Incendie de NOTRE-DAME DE PARIS/ Incident naturel ou sanction divine ? Lire l’Editorial de Christian Kocani

Nous sommes « Notre Dame »

L’onde de choc qui a secoué une partie de notre monde, alors que Notre Dame de Paris était livrée à l’enfer des flammes, explique sans aucun doute le sursaut ‘’planétaire’’ de solidarité qui s’en est suivi. Fort heureusement, ce haut symbole historique de religiosité marquant également l’une des empreintes du génie, si ce n’est d’un peuple, du moins du genre humain, n’a pas succombé au sinistre.
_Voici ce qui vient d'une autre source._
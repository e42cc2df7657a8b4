//! Create refinement history table migration.

use sea_orm_migration::prelude::*;

#[derive(DeriveMigrationName)]
pub struct Migration;

#[async_trait::async_trait]
impl MigrationTrait for Migration {
    async fn up(&self, manager: &SchemaManager) -> Result<(), DbErr> {
        manager
            .create_table(
                Table::create()
                    .table(RefinementHistory::Table)
                    .if_not_exists()
                    .col(
                        ColumnDef::new(RefinementHistory::Id)
                            .integer()
                            .not_null()
                            .auto_increment()
                            .primary_key(),
                    )
                    .col(
                        ColumnDef::new(RefinementHistory::SectionId)
                            .integer()
                            .not_null(),
                    )
                    .col(ColumnDef::new(RefinementHistory::OldContent).text())
                    .col(ColumnDef::new(RefinementHistory::NewContent).text().not_null())
                    .col(ColumnDef::new(RefinementHistory::Prompt).text().not_null())
                    .col(ColumnDef::new(RefinementHistory::Liked).boolean())
                    .col(
                        ColumnDef::new(RefinementHistory::CreatedAt)
                            .timestamp_with_time_zone()
                            .not_null()
                            .default(Expr::current_timestamp()),
                    )
                    .to_owned(),
            )
            .await?;

        // Composite index: (section_id, created_at) for latest-row lookup
        manager
            .create_index(
                Index::create()
                    .name("idx_refinement_history_section_id_created_at")
                    .table(RefinementHistory::Table)
                    .col(RefinementHistory::SectionId)
                    .col(RefinementHistory::CreatedAt)
                    .to_owned(),
            )
            .await?;

        // Foreign key: section_id -> sections.id
        manager
            .create_foreign_key(
                ForeignKey::create()
                    .name("fk_refinement_history_section_id")
                    .from(RefinementHistory::Table, RefinementHistory::SectionId)
                    .to(Sections::Table, Sections::Id)
                    .on_delete(ForeignKeyAction::Cascade)
                    .to_owned(),
            )
            .await?;

        Ok(())
    }

    async fn down(&self, manager: &SchemaManager) -> Result<(), DbErr> {
        manager
            .drop_table(Table::drop().table(RefinementHistory::Table).to_owned())
            .await
    }
}

#[derive(Iden)]
enum RefinementHistory {
    Table,
    Id,
    SectionId,
    OldContent,
    NewContent,
    Prompt,
    Liked,
    CreatedAt,
}

#[derive(Iden)]
enum Sections {
    Table,
    Id,
}
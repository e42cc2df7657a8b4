//! Create sections table migration.

use sea_orm_migration::prelude::*;

#[derive(DeriveMigrationName)]
pub struct Migration;

#[async_trait::async_trait]
impl MigrationTrait for Migration {
    async fn up(&self, manager: &SchemaManager) -> Result<(), DbErr> {
        manager
            .create_table(
                Table::create()
                    .table(Sections::Table)
                    .if_not_exists()
                    .col(
                        ColumnDef::new(Sections::Id)
                            .integer()
                            .not_null()
                            .auto_increment()
                            .primary_key(),
                    )
                    .col(ColumnDef::new(Sections::Title).string_len(255).not_null())
                    .col(ColumnDef::new(Sections::SortOrder).integer().not_null())
                    .col(ColumnDef::new(Sections::Content).text())
                    .col(ColumnDef::new(Sections::ProjectId).integer().not_null())
                    .to_owned(),
            )
            .await?;

        // Index: project_id
        manager
            .create_index(
                Index::create()
                    .name("idx_sections_project_id")
                    .table(Sections::Table)
                    .col(Sections::ProjectId)
                    .to_owned(),
            )
            .await?;

        // Foreign key: project_id -> projects.id
        manager
            .create_foreign_key(
                ForeignKey::create()
                    .name("fk_sections_project_id")
                    .from(Sections::Table, Sections::ProjectId)
                    .to(Projects::Table, Projects::Id)
                    .on_delete(ForeignKeyAction::Cascade)
                    .to_owned(),
            )
            .await?;

        Ok(())
    }

    async fn down(&self, manager: &SchemaManager) -> Result<(), DbErr> {
        manager
            .drop_table(Table::drop().table(Sections::Table).to_owned())
            .await
    }
}

#[derive(Iden)]
enum Sections {
    Table,
    Id,
    Title,
    SortOrder,
    Content,
    ProjectId,
}

#[derive(Iden)]
enum Projects {
    Table,
    Id,
}
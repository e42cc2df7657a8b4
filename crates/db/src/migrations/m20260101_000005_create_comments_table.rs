//! Create comments table migration.

use sea_orm_migration::prelude::*;

#[derive(DeriveMigrationName)]
pub struct Migration;

#[async_trait::async_trait]
impl MigrationTrait for Migration {
    async fn up(&self, manager: &SchemaManager) -> Result<(), DbErr> {
        manager
            .create_table(
                Table::create()
                    .table(Comments::Table)
                    .if_not_exists()
                    .col(
                        ColumnDef::new(Comments::Id)
                            .integer()
                            .not_null()
                            .auto_increment()
                            .primary_key(),
                    )
                    .col(ColumnDef::new(Comments::SectionId).integer().not_null())
                    .col(ColumnDef::new(Comments::Text).text().not_null())
                    .col(
                        ColumnDef::new(Comments::CreatedAt)
                            .timestamp_with_time_zone()
                            .not_null()
                            .default(Expr::current_timestamp()),
                    )
                    .to_owned(),
            )
            .await?;

        // Index: section_id
        manager
            .create_index(
                Index::create()
                    .name("idx_comments_section_id")
                    .table(Comments::Table)
                    .col(Comments::SectionId)
                    .to_owned(),
            )
            .await?;

        // Foreign key: section_id -> sections.id
        manager
            .create_foreign_key(
                ForeignKey::create()
                    .name("fk_comments_section_id")
                    .from(Comments::Table, Comments::SectionId)
                    .to(Sections::Table, Sections::Id)
                    .on_delete(ForeignKeyAction::Cascade)
                    .to_owned(),
            )
            .await?;

        Ok(())
    }

    async fn down(&self, manager: &SchemaManager) -> Result<(), DbErr> {
        manager
            .drop_table(Table::drop().table(Comments::Table).to_owned())
            .await
    }
}

#[derive(Iden)]
enum Comments {
    Table,
    Id,
    SectionId,
    Text,
    CreatedAt,
}

#[derive(Iden)]
enum Sections {
    Table,
    Id,
}
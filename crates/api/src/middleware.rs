//! API middleware.

use axum::{body::Body, extract::State, http::Request, middleware::Next, response::Response};
use draftsmith_core::{AuthService, ProjectService, SectionService};

/// Application state.
#[derive(Clone)]
pub struct AppState {
    pub auth_service: AuthService,
    pub project_service: ProjectService,
    pub section_service: SectionService,
}

/// Authentication middleware.
///
/// Resolves a bearer token to its user and stashes the user in request
/// extensions. Requests without a valid token pass through untouched;
/// handlers that need a user reject them via the extractor.
pub async fn auth_middleware(
    State(state): State<AppState>,
    mut req: Request<Body>,
    next: Next,
) -> Response {
    if let Some(auth_header) = req.headers().get("Authorization")
        && let Ok(auth_str) = auth_header.to_str()
        && let Some(token) = auth_str.strip_prefix("Bearer ")
        && let Ok(user) = state.auth_service.resolve_token(token).await
    {
        req.extensions_mut().insert(user);
    }

    next.run(req).await
}
//! Request extractors.

use axum::{extract::FromRequestParts, http::request::Parts};
use draftsmith_common::AppError;
use draftsmith_db::entities::user;

/// Authenticated user extractor.
///
/// Reads the user placed in request extensions by the auth middleware.
/// Rejects with 401 and a bearer challenge when no valid token was sent.
#[derive(Debug, Clone)]
pub struct AuthUser(pub user::Model);

impl<S> FromRequestParts<S> for AuthUser
where
    S: Send + Sync,
{
    type Rejection = AppError;

    async fn from_request_parts(parts: &mut Parts, _state: &S) -> Result<Self, Self::Rejection> {
        parts
            .extensions
            .get::<user::Model>()
            .cloned()
            .map(AuthUser)
            .ok_or(AppError::Unauthorized)
    }
}

#[cfg(test)]
#[allow(clippy::unwrap_used)]
mod tests {
    use super::*;
    use axum::http::Request;

    fn test_user() -> user::Model {
        user::Model {
            id: 7,
            email: "a@example.com".to_string(),
            full_name: None,
            hashed_password: "x".to_string(),
            created_at: chrono::Utc::now().into(),
        }
    }

    #[tokio::test]
    async fn test_extraction_without_user_is_unauthorized() {
        let (mut parts, ()) = Request::builder().body(()).unwrap().into_parts();

        let result = AuthUser::from_request_parts(&mut parts, &()).await;
        assert!(matches!(result, Err(AppError::Unauthorized)));
    }

    #[tokio::test]
    async fn test_extraction_with_user_succeeds() {
        let (mut parts, ()) = Request::builder().body(()).unwrap().into_parts();
        parts.extensions.insert(test_user());

        let AuthUser(user) = AuthUser::from_request_parts(&mut parts, &()).await.unwrap();
        assert_eq!(user.id, 7);
    }
}
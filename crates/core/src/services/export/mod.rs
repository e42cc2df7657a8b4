//! Document assembly.
//!
//! Renders a project's persisted state into a downloadable office
//! document. Both builders are pure functions of their input: no network,
//! no side effects, deterministic byte output for identical input.

pub mod docx;
pub mod pptx;

pub use docx::build_docx;
pub use pptx::build_pptx;

use draftsmith_db::entities::section;

/// Sections in render order: ascending by the explicit order field.
///
/// The sort is stable, so equal order values keep their storage order.
pub(crate) fn ordered_sections(sections: &[section::Model]) -> Vec<&section::Model> {
    let mut ordered: Vec<&section::Model> = sections.iter().collect();
    ordered.sort_by_key(|s| s.sort_order);
    ordered
}

#[cfg(test)]
pub(crate) mod test_fixtures {
    use draftsmith_db::entities::{project, project::DocType, section};

    pub fn test_project(doc_type: DocType) -> project::Model {
        project::Model {
            id: 1,
            title: "Report".to_string(),
            topic: "Oceans".to_string(),
            doc_type,
            created_at: chrono::Utc::now().into(),
            owner_id: 1,
        }
    }

    /// Sections deliberately out of storage order relative to their
    /// render order.
    pub fn test_sections() -> Vec<section::Model> {
        vec![
            section::Model {
                id: 2,
                title: "Methods".to_string(),
                sort_order: 2,
                content: Some("Survey data.".to_string()),
                project_id: 1,
            },
            section::Model {
                id: 1,
                title: "Intro".to_string(),
                sort_order: 1,
                content: Some("The deep sea.".to_string()),
                project_id: 1,
            },
            section::Model {
                id: 3,
                title: "Outlook".to_string(),
                sort_order: 3,
                content: None,
                project_id: 1,
            },
        ]
    }
}

#[cfg(test)]
mod tests {
    use super::*;
    use test_fixtures::test_sections;

    #[test]
    fn test_ordered_sections_sorts_ascending() {
        let sections = test_sections();
        let ordered = ordered_sections(&sections);

        let titles: Vec<&str> = ordered.iter().map(|s| s.title.as_str()).collect();
        assert_eq!(titles, vec!["Intro", "Methods", "Outlook"]);
    }

    #[test]
    fn test_ordered_sections_is_stable_on_ties() {
        let mut sections = test_sections();
        for s in &mut sections {
            s.sort_order = 1;
        }

        let ordered = ordered_sections(&sections);
        let ids: Vec<i32> = ordered.iter().map(|s| s.id).collect();
        assert_eq!(ids, vec![2, 1, 3]);
    }
}
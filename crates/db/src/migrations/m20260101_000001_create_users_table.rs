//! Create users table migration.

use sea_orm_migration::prelude::*;

#[derive(DeriveMigrationName)]
pub struct Migration;

#[async_trait::async_trait]
impl MigrationTrait for Migration {
    async fn up(&self, manager: &SchemaManager) -> Result<(), DbErr> {
        manager
            .create_table(
                Table::create()
                    .table(Users::Table)
                    .if_not_exists()
                    .col(
                        ColumnDef::new(Users::Id)
                            .integer()
                            .not_null()
                            .auto_increment()
                            .primary_key(),
                    )
                    .col(ColumnDef::new(Users::Email).string_len(255).not_null())
                    .col(ColumnDef::new(Users::FullName).string_len(255))
                    .col(
                        ColumnDef::new(Users::HashedPassword)
                            .string_len(255)
                            .not_null(),
                    )
                    .col(
                        ColumnDef::new(Users::CreatedAt)
                            .timestamp_with_time_zone()
                            .not_null()
                            .default(Expr::current_timestamp()),
                    )
                    .to_owned(),
            )
            .await?;

        // Unique index: email (duplicate registrations fail at the schema level)
        manager
            .create_index(
                Index::create()
                    .name("idx_users_email")
                    .table(Users::Table)
                    .col(Users::Email)
                    .unique()
                    .to_owned(),
            )
            .await?;

        Ok(())
    }

    async fn down(&self, manager: &SchemaManager) -> Result<(), DbErr> {
        manager
            .drop_table(Table::drop().table(Users::Table).to_owned())
            .await
    }
}

#[derive(Iden)]
enum Users {
    Table,
    Id,
    Email,
    FullName,
    HashedPassword,
    CreatedAt,
}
Ses bases sont, ‘’miraculeusement’’, demeurées fermes. De quoi alimenter les interprétations…

Ici, en effet, bien des gens vont se perdre en conjecture comme l’on pourrait aisément le deviner. D’aucuns, se persuadant d’être objectifs, attribueront ce salut au courage, à la ténacité et à la témérité des soldats du feu. D’autres, par contre, y liront une main salvatrice divine qui n’aurait pu supporter que soient calcinées quelque sainte relique. D’autres encore, peut-être les plus sceptiques voire superstitieux, pourraient y percevoir une sanction ou un châtiment mystérieux infligé à une société française quelque peu déliquescente, comme ici ou ailleurs, et qui peine à retrouver ses marques tant elle est confrontée à la fièvre des gilets jaunes et autres problèmes épineux. En tout cas, c’est selon…

Les humains sont très imaginatifs même lorsque les enquêtes finissent par donner leurs conclusions. Et dans le cas de l’incendie de Notre Dame de Paris, celles-ci sont attendues, quoiqu’il s’en trouvera toujours des esprits très inspirés qui s’interrogeront sur ce que nous pourrions appeler l’au-delà du ‘’pourquoi’’ ou de la ‘’causalité’’ évidente.

En moins de 72 heures, des centaines de millions d’euros ont été mobilisés (même en termes de promesses). Toute chose qui est à féliciter et à encourager. Comme il est à espérer que ce genre de solidarité ‘’planétaire’’ devienne une priorité, pour les décideurs et les âmes généreuses, à orienter aussi vers  certaines communautés humaines qui n’ont besoin que de quelques millions d’euros pour survivre ou subsister et  sentir qu’elles sont des êtres humains à part entière.

Combien de filles africaines attendent d’être, par exemple, ‘’gratuitement’’ vaccinées contre le cancer du col de l’utérus ? Un simple exemple tiré, évidemment, d’une légion. La réflexion est ouverte. Il faut, cependant, rester optimiste et surtout ne  jeter le feu sur personne.

Osons croire que l’humanité est assez mûre et sage pour savoir sauvegarder certes la mémoire, mais aussi le présent de l’humaine condition, pour mieux construire l’avenir.